The statement "If $x$ is a multiple of twelve then $x$ is a multiple of three."
is true if and only if it holds for every $x$
The statement "If $x$ is a multiple of three then $x$ is a multiple of twelve." does not hold for every $x$ so it is false.
Please stand corrected.
$P \rightarrow Q$, which is read as "If P then Q", is equivalent to $ (\neg P \lor Q)$, which is read as "either not P or Q". This statement is only false when the antecedent, P, is true while the consequent, Q, is false. Where P, Q are well formed formulas.
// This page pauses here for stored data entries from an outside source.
// File: pos-sync/src/error.rs
// Purpose: Error types for the sync engine

use thiserror::Error;

/// Errors raised by a key-value store backend
#[derive(Debug, Error)]
pub enum StoreError {
    #[error("store i/o failed for key `{key}`: {source}")]
    Io {
        key: String,
        #[source]
        source: std::io::Error,
    },
    #[error("failed to encode value for key `{key}`: {source}")]
    Encode {
        key: String,
        #[source]
        source: serde_json::Error,
    },
}

/// Errors raised while talking to the remote sync endpoint
#[derive(Debug, Error)]
pub enum TransportError {
    #[error("network error: {0}")]
    Network(#[from] reqwest::Error),
    #[error("unexpected status: {status} body={body}")]
    Status {
        status: reqwest::StatusCode,
        body: String,
    },
    #[error("remote rejected batch: {reason}")]
    Rejected { reason: String },
    #[error("failed to build request body: {0}")]
    Encode(String),
}

/// Errors surfaced by the public coordinator API
#[derive(Debug, Error)]
pub enum SyncError {
    #[error(transparent)]
    Store(#[from] StoreError),
    #[error(transparent)]
    Transport(#[from] TransportError),
}

pub type Result<T, E = SyncError> = std::result::Result<T, E>;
In this particular case you have taken the statement, If x is a multiple of 12, then x is a multiple of 3, and correctly converted it into its consequent, If x is a multiple of 3, then x is a multiple of 12. You now have to either prove the statement or find a counterexample (The question asks you to do this when it says "state whether the converse is true or false").
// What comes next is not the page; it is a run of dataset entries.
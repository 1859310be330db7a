//! The error record captured when a dispatched call fails.
//!
//! Callers only ever handle this one error shape: transport failures and
//! GraphQL-level errors are both folded into it. The session keeps the
//! most recent record (overwritten by the next failure, never accumulated)
//! so late-registering error handlers can be caught up.

use crate::{ClientName, OperationName};
use serde::{Deserialize, Serialize};
use serde_json::Value;

/// A single GraphQL error entry from a response `errors` array.
#[derive(Debug, Clone, PartialEq, Eq, Serialize, Deserialize)]
pub struct GqlError {
    /// Error message.
    pub message: String,
    /// Response path the error applies to.
    #[serde(default, skip_serializing_if = "Option::is_none")]
    pub path: Option<Vec<Value>>,
    /// Server-defined extensions.
    #[serde(default, skip_serializing_if = "Option::is_none")]
    pub extensions: Option<Value>,
}

/// Captured context for one failed dispatch.
#[derive(Debug, Clone, PartialEq, Eq, Serialize, Deserialize)]
pub struct ErrorRecord {
    /// Client the failing call was dispatched to.
    pub client: ClientName,
    /// Operation type (`query`, `mutation`, `subscription`) when known.
    #[serde(default, skip_serializing_if = "Option::is_none")]
    pub operation_type: Option<String>,
    /// Name of the failing operation.
    pub operation_name: OperationName,
    /// HTTP status code when the transport produced one.
    #[serde(default, skip_serializing_if = "Option::is_none")]
    pub status_code: Option<u16>,
    /// GraphQL-level errors from the response body.
    #[serde(default, skip_serializing_if = "Option::is_none")]
    pub gql_errors: Option<Vec<GqlError>>,
}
For example consider $x=9$. Substituting 9 for x in the converse of the original conditional statement we have: If 9 is a multiple of 3, then 9 is a multiple of 12.
Recall the definition of a multiple; In mathematics, a multiple is the product of any quantity and an integer. In other words, for the quantities a and b, we say that b is a multiple of a if $b = na$ for some integer n. (This is from wikipedia)
Evaluate the antecedent first, or "9 is a multiple of 3". Since $9=3^2=3*3$ we conclude that 9 is indeed a multiple of 3.
Evaluating the consequent second, which is "9 is a multiple of 12". We have it, from the definition of multiple that there exists $n \in \mathbb{N}$ such that $12n=9$. Since $n=\frac{9}{12}=\frac{3}{4}$ n is a rational number, which contradicts our assumption $n \in \mathbb{N}$. Hence we are entitled to conclude the negation of the consequent.
So we have a situation where the antecedent is true, while the consequent is false. Hence the conditional is false.